Mit Blick auf die Kooperationen der obigen Institutionen mit der Bundeswehr – neben der beständigen, eher organisatorischen Abstimmung im Nationalen Cyber-Abwehrzentrum – führt die Antwort aus, dass folgende Zusammenarbeit stattfindet:

  • in dem Cyber Security Operation Centre der Bundeswehr (CSOCBw)
  • im Zentrum für Cybersicherheit der Bundeswehr (ZCSBw) und
  • im nationalen und internationalen Verbund der Computer Emergency Response Teams (CERT-Verbund)

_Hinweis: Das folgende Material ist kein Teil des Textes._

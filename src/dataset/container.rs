//! Container loading for the pre-packaged ASL arrays
//!
//! The dataset ships as a single file holding four named arrays:
//! `x_train`, `y_train`, `x_test` and `y_test`. Images are stored as
//! `(sample, channel, height, width)` intensities on the 0..=255 scale and
//! labels as integer class indices.
//!
//! Two container formats are understood:
//! - `.safetensors` (always available)
//! - `.h5` / `.hdf5` (requires the `hdf5` cargo feature)

use std::collections::HashMap;
use std::fmt;
use std::fs;
use std::path::{Path, PathBuf};

use safetensors::tensor::{Dtype, SafeTensorError, SafeTensors, TensorView};
use tracing::{debug, info};

use super::NUM_CLASSES;
use crate::utils::error::{AslError, Result};

pub const X_TRAIN: &str = "x_train";
pub const Y_TRAIN: &str = "y_train";
pub const X_TEST: &str = "x_test";
pub const Y_TEST: &str = "y_test";

/// Supported container formats
#[derive(Debug, Clone, Copy, PartialEq, Eq)]
pub enum ContainerFormat {
    SafeTensors,
    Hdf5,
}

impl ContainerFormat {
    /// Pick the format from the file extension
    pub fn from_path(path: &Path) -> Result<Self> {
        let ext = path
            .extension()
            .and_then(|e| e.to_str())
            .map(|e| e.to_ascii_lowercase())
            .unwrap_or_default();

        match ext.as_str() {
            "safetensors" => Ok(Self::SafeTensors),
            "h5" | "hdf5" => Ok(Self::Hdf5),
            _ => Err(AslError::UnsupportedFormat(format!(
                "'{}' (expected .safetensors, .h5 or .hdf5)",
                path.display()
            ))),
        }
    }
}

/// Pixel storage; `u8` data is kept as bytes, every other element type is held as `f32`
#[derive(Debug, Clone, PartialEq)]
pub enum PixelBuffer {
    U8(Vec<u8>),
    F32(Vec<f32>),
}
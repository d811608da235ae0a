//! Training Configuration Module
//!
//! Hyperparameters of a run. The defaults are the values the classifier is
//! meant to be trained with; a JSON file may override any subset of them.

use std::path::Path;

use serde::{Deserialize, Serialize};

use super::cnn::AslNetConfig;
use crate::utils::error::{AslError, Result, ResultExt};

pub const DEFAULT_EPOCHS: usize = 20;
pub const DEFAULT_BATCH_SIZE: usize = 100;
pub const DEFAULT_LEARNING_RATE: f64 = 0.001;
pub const DEFAULT_SEED: u64 = 42;

/// Model hyperparameters that are not dictated by the data
#[derive(Debug, Clone, PartialEq, Serialize, Deserialize)]
#[serde(default)]
pub struct ModelHyperparams {
    /// Dropout rate between the fully connected layers
    pub dropout: f64,
    /// Width of the hidden fully connected layer
    pub hidden_size: usize,
}

impl Default for ModelHyperparams {
    fn default() -> Self {
        let net = AslNetConfig::new();
        Self {
            dropout: net.dropout,
            hidden_size: net.hidden_size,
        }
    }
}

/// Training hyperparameters
#[derive(Debug, Clone, PartialEq, Serialize, Deserialize)]
#[serde(default)]
pub struct TrainingConfig {
    /// Number of training epochs
    pub epochs: usize,

    /// Mini-batch size for both splits
    pub batch_size: usize,

    /// Adam learning rate
    pub learning_rate: f64,

    /// Seed for the per-epoch shuffle
    pub seed: u64,

    pub model: ModelHyperparams,
}

impl Default for TrainingConfig {
    fn default() -> Self {
        Self {
            epochs: DEFAULT_EPOCHS,
            batch_size: DEFAULT_BATCH_SIZE,
            learning_rate: DEFAULT_LEARNING_RATE,
            seed: DEFAULT_SEED,
            model: ModelHyperparams::default(),
        }
    }
}

impl TrainingConfig {
    /// Validate the configuration
    pub fn validate(&self) -> Result<()> {
        if self.epochs == 0 {
            return Err(AslError::Config("epochs must be greater than 0".to_string()));
        }
        if self.batch_size == 0 {
            return Err(AslError::Config("batch_size must be greater than 0".to_string()));
        }
        if !(self.learning_rate > 0.0 && self.learning_rate.is_finite()) {
            return Err(AslError::Config("learning_rate must be a positive number".to_string()));
        }
        if !(0.0..1.0).contains(&self.model.dropout) {
            return Err(AslError::Config("dropout must be in range [0.0, 1.0)".to_string()));
        }
        if self.model.hidden_size == 0 {
            return Err(AslError::Config("hidden_size must be greater than 0".to_string()));
        }
        Ok(())
    }

    /// Network configuration for samples of `(channels, height, width)`
    pub fn net_config(&self, sample_dims: [usize; 3]) -> AslNetConfig {
        let [channels, height, width] = sample_dims;
        super::cnn::config_for_images(channels, height, width)
            .with_dropout(self.model.dropout)
            .with_hidden_size(self.model.hidden_size)
    }

    /// Save configuration to a JSON file
    pub fn save(&self, path: &Path) -> Result<()> {
        let json = serde_json::to_string_pretty(self).context("Failed to serialize training config")?;
        std::fs::write(path, json)?;
        Ok(())
    }

    /// Load configuration from a JSON file; missing fields keep their defaults
    pub fn load(path: &Path) -> Result<Self> {
        let json = std::fs::read_to_string(path)?;
        let config: Self =
            serde_json::from_str(&json).with_context(|| format!("Invalid training config '{}'", path.display()))?;
        config.validate()?;
        Ok(config)
    }
}

#[cfg(test)]
mod tests {
    use super::*;

    #[test]
    fn test_defaults() {
        let config = TrainingConfig::default();
        assert_eq!(config.epochs, 20);
        assert_eq!(config.batch_size, 100);
        assert_eq!(config.learning_rate, 0.001);
        assert_eq!(config.model.dropout, 0.3);
        assert_eq!(config.model.hidden_size, 6000);
        assert!(config.validate().is_ok());
    }

    #[test]
    fn test_validate_rejects_bad_values() {
        let mut config = TrainingConfig::default();
        config.batch_size = 0;
        assert!(config.validate().is_err());

        let mut config = TrainingConfig::default();
        config.learning_rate = -1.0;
        assert!(config.validate().is_err());

        let mut config = TrainingConfig::default();
        config.model.dropout = 1.5;
        assert!(config.validate().is_err());
    }

    #[test]
    fn test_partial_json_keeps_defaults() {
        let dir = tempfile::tempdir().unwrap();
        let path = dir.path().join("config.json");
        std::fs::write(&path, r#"{ "epochs": 3, "model": { "hidden_size": 64 } }"#).unwrap();

        let config = TrainingConfig::load(&path).unwrap();
        assert_eq!(config.epochs, 3);
        assert_eq!(config.batch_size, 100);
        assert_eq!(config.model.hidden_size, 64);
        assert_eq!(config.model.dropout, 0.3);
    }

    #[test]
    fn test_save_load_round_trip() {
        let dir = tempfile::tempdir().unwrap();
        let path = dir.path().join("config.json");
        let mut config = TrainingConfig::default();
        config.seed = 7;

        config.save(&path).unwrap();
        assert_eq!(TrainingConfig::load(&path).unwrap(), config);
    }

    #[test]
    fn test_invalid_json() {
        let dir = tempfile::tempdir().unwrap();
        let path = dir.path().join("config.json");
        std::fs::write(&path, "{ epochs: }").unwrap();

        let err = TrainingConfig::load(&path).unwrap_err();
        assert!(format!("{}", err).contains("Invalid training config"));
    }

    #[test]
    fn test_net_config_uses_sample_dims() {
        let net = TrainingConfig::default().net_config([3, 124, 124]);
        assert_eq!(net.flattened_size(), Some(13456));
        assert_eq!(net.num_classes, 29);
    }
}
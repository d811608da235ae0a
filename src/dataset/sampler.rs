//! Mini-batch index plans
//!
//! The training split is reshuffled every epoch; the evaluation split is
//! always visited in index order. Batches are consecutive chunks of the
//! (possibly permuted) index list, so only the last one can be short.

use rand::seq::SliceRandom;
use rand::{Rng, SeedableRng};
use rand_chacha::ChaCha8Rng;

/// How a split is ordered before chunking
#[derive(Debug, Clone, Copy, PartialEq, Eq)]
pub enum SamplingOrder {
    Shuffled,
    Sequential,
}

/// Number of batches needed to cover `len` samples
pub fn num_batches(len: usize, batch_size: usize) -> usize {
    assert!(batch_size > 0, "batch size must be positive");
    len.div_ceil(batch_size)
}

/// An ordered set of sample indices, split into batches
#[derive(Debug, Clone, PartialEq, Eq)]
pub struct BatchPlan {
    indices: Vec<usize>,
    batch_size: usize,
}

impl BatchPlan {
    /// Indices `0..len` in order
    pub fn sequential(len: usize, batch_size: usize) -> Self {
        assert!(batch_size > 0, "batch size must be positive");
        Self {
            indices: (0..len).collect(),
            batch_size,
        }
    }

    /// A random permutation of `0..len`
    pub fn shuffled<R: Rng + ?Sized>(len: usize, batch_size: usize, rng: &mut R) -> Self {
        let mut plan = Self::sequential(len, batch_size);
        plan.indices.shuffle(rng);
        plan
    }

    pub fn num_batches(&self) -> usize {
        num_batches(self.indices.len(), self.batch_size)
    }

    /// Total number of samples covered
    pub fn len(&self) -> usize {
        self.indices.len()
    }

    pub fn is_empty(&self) -> bool {
        self.indices.is_empty()
    }

    pub fn indices(&self) -> &[usize] {
        &self.indices
    }

    /// Iterate over the batches in order
    pub fn batches(&self) -> std::slice::Chunks<'_, usize> {
        self.indices.chunks(self.batch_size)
    }
}

/// Produces one batch plan per split per epoch
#[derive(Debug, Clone)]
pub struct EpochSampler {
    batch_size: usize,
    rng: ChaCha8Rng,
}

impl EpochSampler {
    pub fn new(batch_size: usize, seed: u64) -> Self {
        assert!(batch_size > 0, "batch size must be positive");
        Self {
            batch_size,
            rng: ChaCha8Rng::seed_from_u64(seed),
        }
    }

    pub fn batch_size(&self) -> usize {
        self.batch_size
    }

    /// Plan the next pass over a split of `len` samples
    pub fn plan(&mut self, order: SamplingOrder, len: usize) -> BatchPlan {
        match order {
            SamplingOrder::Shuffled => BatchPlan::shuffled(len, self.batch_size, &mut self.rng),
            SamplingOrder::Sequential => BatchPlan::sequential(len, self.batch_size),
        }
    }
}
//! Logging Module
//!
//! Structured logging through the `tracing` crate, plus a small epoch timer
//! used by the training loop.

use std::time::Instant;

use tracing::Level;
use tracing_subscriber::FmtSubscriber;

use super::format_duration;
use crate::training::metrics::EpochMetrics;

/// Logging configuration
#[derive(Debug, Clone)]
pub struct LogConfig {
    /// Minimum log level to display
    pub level: LogLevel,
    /// Whether to include target (module path)
    pub include_target: bool,
    /// Whether to use ANSI colors
    pub ansi_colors: bool,
}

impl Default for LogConfig {
    fn default() -> Self {
        Self {
            level: LogLevel::Info,
            include_target: false,
            ansi_colors: true,
        }
    }
}

impl LogConfig {
    /// Debug level with module targets
    pub fn verbose() -> Self {
        Self {
            level: LogLevel::Debug,
            include_target: true,
            ansi_colors: true,
        }
    }
}

/// Log level enum
#[derive(Debug, Clone, Copy, PartialEq, Eq)]
pub enum LogLevel {
    Trace,
    Debug,
    Info,
    Warn,
    Error,
}

impl LogLevel {
    /// Convert to tracing Level
    pub fn to_tracing_level(&self) -> Level {
        match self {
            LogLevel::Trace => Level::TRACE,
            LogLevel::Debug => Level::DEBUG,
            LogLevel::Info => Level::INFO,
            LogLevel::Warn => Level::WARN,
            LogLevel::Error => Level::ERROR,
        }
    }
}

/// Initialize logging with the given configuration
///
/// Fails if a global subscriber is already installed.
pub fn init_logging(config: &LogConfig) -> Result<(), String> {
    let subscriber = FmtSubscriber::builder()
        .with_max_level(config.level.to_tracing_level())
        .with_ansi(config.ansi_colors)
        .with_target(config.include_target)
        .compact()
        .finish();

    tracing::subscriber::set_global_default(subscriber)
        .map_err(|e| format!("Failed to initialize logging: {}", e))?;

    Ok(())
}

/// Epoch timing for the training loop
pub struct TrainingLogger {
    epoch: usize,
    total_epochs: usize,
    epoch_start: Instant,
    training_start: Instant,
}

impl TrainingLogger {
    pub fn new(total_epochs: usize) -> Self {
        Self {
            epoch: 0,
            total_epochs,
            epoch_start: Instant::now(),
            training_start: Instant::now(),
        }
    }

    /// Log start of an epoch (zero-based index)
    pub fn start_epoch(&mut self, epoch: usize) {
        self.epoch = epoch;
        self.epoch_start = Instant::now();

        tracing::debug!("Epoch {}/{} started", epoch + 1, self.total_epochs);
    }

    /// Log end of an epoch with its aggregates
    pub fn end_epoch(&self, metrics: &EpochMetrics) {
        let epoch_time = self.epoch_start.elapsed().as_secs_f64();
        let total_time = self.training_start.elapsed().as_secs_f64();

        let epochs_remaining = self.total_epochs.saturating_sub(self.epoch + 1);
        let avg_epoch_time = total_time / (self.epoch + 1) as f64;
        let eta_secs = epochs_remaining as f64 * avg_epoch_time;

        tracing::info!(
            "Epoch {}/{} took {} | train loss {:.4} acc {:.2}% | test loss {:.4} acc {:.2}% | ETA {}",
            self.epoch + 1,
            self.total_epochs,
            format_duration(epoch_time),
            metrics.train.loss,
            metrics.train.accuracy * 100.0,
            metrics.test.loss,
            metrics.test.accuracy * 100.0,
            format_duration(eta_secs)
        );
    }

    /// Log training completion
    pub fn log_complete(&self) {
        tracing::info!(
            "Training complete: {} epochs in {}",
            self.total_epochs,
            format_duration(self.training_start.elapsed().as_secs_f64())
        );
    }
}
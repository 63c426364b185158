use clap::Parser;
use openclaw_config_manager::cli::{Cli, Commands, SnapshotAction, ThemeArg};
use openclaw_config_manager::codec;
use openclaw_config_manager::config::write_document_file;
use openclaw_config_manager::editor::{
    CacheState, Editor, ExampleSource, FileSource, PersistedSnapshot, RestoreOutcome,
};
use openclaw_config_manager::logging;
use openclaw_config_manager::settings::EditorSettings;
use openclaw_config_manager::storage::{FileKeyValueStore, ThemePreference};
use std::io::{BufRead, Write};
use tracing::{info, warn};

#[tokio::main]
async fn main() -> anyhow::Result<()> {
    dotenvy::dotenv().ok();
    logging::init();

    let cli = Cli::parse();

    let mut settings = EditorSettings::from_env();
    if let Some(dir) = cli.state_dir.clone() {
        settings.state_dir = dir;
    }

    let store = FileKeyValueStore::open(&settings.state_dir)?;
    let mut editor = Editor::new(Box::new(store));

    if cli.config.exists() {
        editor.load_from(&FileSource::new(&cli.config)).await?;
    } else if let Some(url) = &settings.example_url {
        editor.load_example(&ExampleSource::new(url.as_str())).await;
    } else {
        info!("{} not found, starting from the template", cli.config.display());
    }

    match cli.command {
        Commands::Show => {
            println!("{}", codec::serialize(editor.document())?);
        }
        Commands::Validate => {
            let errors = editor.validate();
            for dangling in editor.dangling_references() {
                warn!("{dangling}");
                println!("warning: {dangling}");
            }
            for error in &errors {
                println!("error: {error}");
            }
            if !errors.is_empty() {
                anyhow::bail!("{} validation error(s)", errors.len());
            }
            println!("Configuration is valid");
        }
        Commands::Commands(opts) => {
            let user = opts.user.unwrap_or(settings.command_user);
            let path = opts.path.unwrap_or(settings.command_base_path);
            for command in editor.commands(&user, &path)? {
                println!("# {} ({})", command.title, command.description);
                println!("{}\n", command.command);
            }
        }
        Commands::RenameProvider(opts) => {
            editor.rename_provider(&opts.old, &opts.new)?;
            write_document_file(&cli.config, editor.document()).await?;
            for dangling in editor.dangling_references() {
                println!("warning: {dangling}");
            }
        }
        Commands::Export(opts) => {
            let export = editor.export()?;
            match opts.out {
                Some(out) => {
                    let target = if out.is_dir() {
                        out.join(export.file_name)
                    } else {
                        out
                    };
                    tokio::fs::write(&target, &export.contents).await?;
                    info!("Exported configuration to {}", target.display());
                }
                None => println!("{}", export.contents),
            }
        }
        Commands::Snapshot { action } => match action {
            SnapshotAction::Save => {
                editor.commit_snapshot()?;
                println!("Snapshot saved");
            }
            SnapshotAction::Restore { yes } => {
                let outcome = editor.offer_restore(|snapshot| yes || confirm_restore(snapshot))?;
                match outcome {
                    RestoreOutcome::NoSnapshot => println!("No saved snapshot"),
                    RestoreOutcome::Declined => println!("Restore cancelled"),
                    RestoreOutcome::Restored => {
                        write_document_file(&cli.config, editor.document()).await?;
                        println!("Restored snapshot into {}", cli.config.display());
                    }
                }
            }
            SnapshotAction::Status => match editor.persisted_snapshot()? {
                None => println!("{}", CacheState::Empty),
                Some(snapshot) => {
                    let saved = codec::fingerprint(&snapshot.document);
                    let state = if saved == codec::fingerprint(editor.document()) {
                        CacheState::Saved
                    } else {
                        CacheState::Modified
                    };
                    let at = snapshot.committed_at.as_deref().unwrap_or("unknown time");
                    println!("{state} (snapshot {} from {at})", &saved[..12]);
                }
            },
        },
        Commands::Theme { mode } => {
            let theme = match mode {
                None => editor.theme(),
                Some(ThemeArg::Toggle) => editor.toggle_theme()?,
                Some(ThemeArg::Dark) => {
                    editor.set_theme(ThemePreference::Dark)?;
                    ThemePreference::Dark
                }
                Some(ThemeArg::Light) => {
                    editor.set_theme(ThemePreference::Light)?;
                    ThemePreference::Light
                }
            };
            println!("{theme}");
        }
    }

    Ok(())
}

fn confirm_restore(snapshot: &PersistedSnapshot) -> bool {
    let at = snapshot.committed_at.as_deref().unwrap_or("an earlier session");
    print!("Restore the snapshot saved at {at}? [y/N] ");
    if std::io::stdout().flush().is_err() {
        return false;
    }
    let mut answer = String::new();
    if std::io::stdin().lock().read_line(&mut answer).is_err() {
        return false;
    }
    matches!(answer.trim(), "y" | "Y" | "yes")
}
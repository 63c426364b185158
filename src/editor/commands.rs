//! Shell command snippets for managing a remote gateway host.
//!
//! The commands are text only. They are rebuilt from the live document on
//! every call and never executed here.

use crate::codec;
use crate::config::{ConfigDocument, CONFIG_FILE_NAME};
use crate::error::Result;
use serde::Serialize;

/// User assumed when the host leaves the username empty.
pub const DEFAULT_COMMAND_USER: &str = "root";

/// Heredoc terminator used by the write command.
pub const HEREDOC_MARKER: &str = "EOFCONFIG";

#[derive(Debug, Clone, PartialEq, Eq, Serialize)]
pub struct ShellCommand {
    pub id: &'static str,
    pub title: &'static str,
    pub command: String,
    pub description: &'static str,
}

/// `/Users/<username>/.openclaw/`
pub fn default_base_path(username: &str) -> String {
    format!("/Users/{username}/.openclaw/")
}

/// Replace every `'` with `'\''` so text can sit inside single quotes.
pub fn escape_single_quotes(text: &str) -> String {
    text.replace('\'', r"'\''")
}

/// Build the fixed command catalogue for `doc`.
///
/// `base_path` is used as a plain prefix and is expected to end with a
/// separator. Empty arguments fall back to `root` and
/// [`default_base_path`].
pub fn generate_commands(
    doc: &ConfigDocument,
    username: &str,
    base_path: &str,
) -> Result<Vec<ShellCommand>> {
    let username = match username.trim() {
        "" => DEFAULT_COMMAND_USER,
        name => name,
    };
    let base_path = match base_path.trim() {
        "" => default_base_path(username),
        path => path.to_string(),
    };
    let config_path = format!("{base_path}{CONFIG_FILE_NAME}");
    let body = escape_single_quotes(&codec::serialize(doc)?);

    Ok(vec![
        ShellCommand {
            id: "stop-gateway",
            title: "Stop gateway",
            command: "openclaw gateway stop".to_string(),
            description: "Stop the OpenClaw gateway service",
        },
        ShellCommand {
            id: "start-gateway",
            title: "Start gateway",
            command: "openclaw gateway start".to_string(),
            description: "Start the OpenClaw gateway service",
        },
        ShellCommand {
            id: "restart-gateway",
            title: "Restart gateway",
            command: "openclaw gateway restart".to_string(),
            description: "Restart the OpenClaw gateway service",
        },
        ShellCommand {
            id: "delete-config",
            title: "Delete config file",
            command: format!("rm -f {config_path} && rm -f {base_path}.{CONFIG_FILE_NAME}.swp"),
            description: "Delete the config file and its vim swap file",
        },
        ShellCommand {
            id: "view-config",
            title: "View config file",
            command: format!("cat {config_path}"),
            description: "Print the current config file",
        },
        ShellCommand {
            id: "backup-config",
            title: "Back up config file",
            command: format!("cp {config_path} {config_path}.backup.$(date +%Y%m%d_%H%M%S)"),
            description: "Copy the config file to a timestamped backup",
        },
        ShellCommand {
            id: "write-config",
            title: "Write config file",
            command: format!(
                "cat > {config_path} << '{HEREDOC_MARKER}'\n{body}\n{HEREDOC_MARKER}"
            ),
            description: "Write the current configuration to the server with a heredoc",
        },
    ])
}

Die Antwort enthält ferner Angaben darüber, welche Institutionen “Cyber-Lagebilder” erstellen, in welchen Geheimhaltungs- und Verbreitungsstufen diese verteilt werden und in welchem Umfang ständige Cyber-Lagezentren betrieben werden: dies trifft im wesentlichen auf das Nationale IT-Lagezentrum des BSI zu sowie auf unterschiedliche CERTs im Bund und Ländern sowie in Wirtschafts-Kooperationen. Allerdings wird darauf verwiesen, dass künftig auch im Rahmen des KdoCIR der Bundeswehr “ein fusioniertes Lagebild CIR erarbeitet und bundeswehrweit zur ebenengerechten Information zur Verfügung gestellt werden [soll]. Durch das GLZ CIR soll u. a. die Lage im Informationsumfeld, die IT-Betriebslage und die Informationssicherheitslage inkl. Cyber-Sicherheitslage gebündelt, in einen Zusammenhang gestellt und ausgewertet werden.

Eine kleine Anfrage der Fraktion der Grünen, die sich spezifisch auf die militärische Cyber-Fähigkeiten Deutschlands bezieht, dürfte diese Aufstellung demnächst weiter vervollständigen.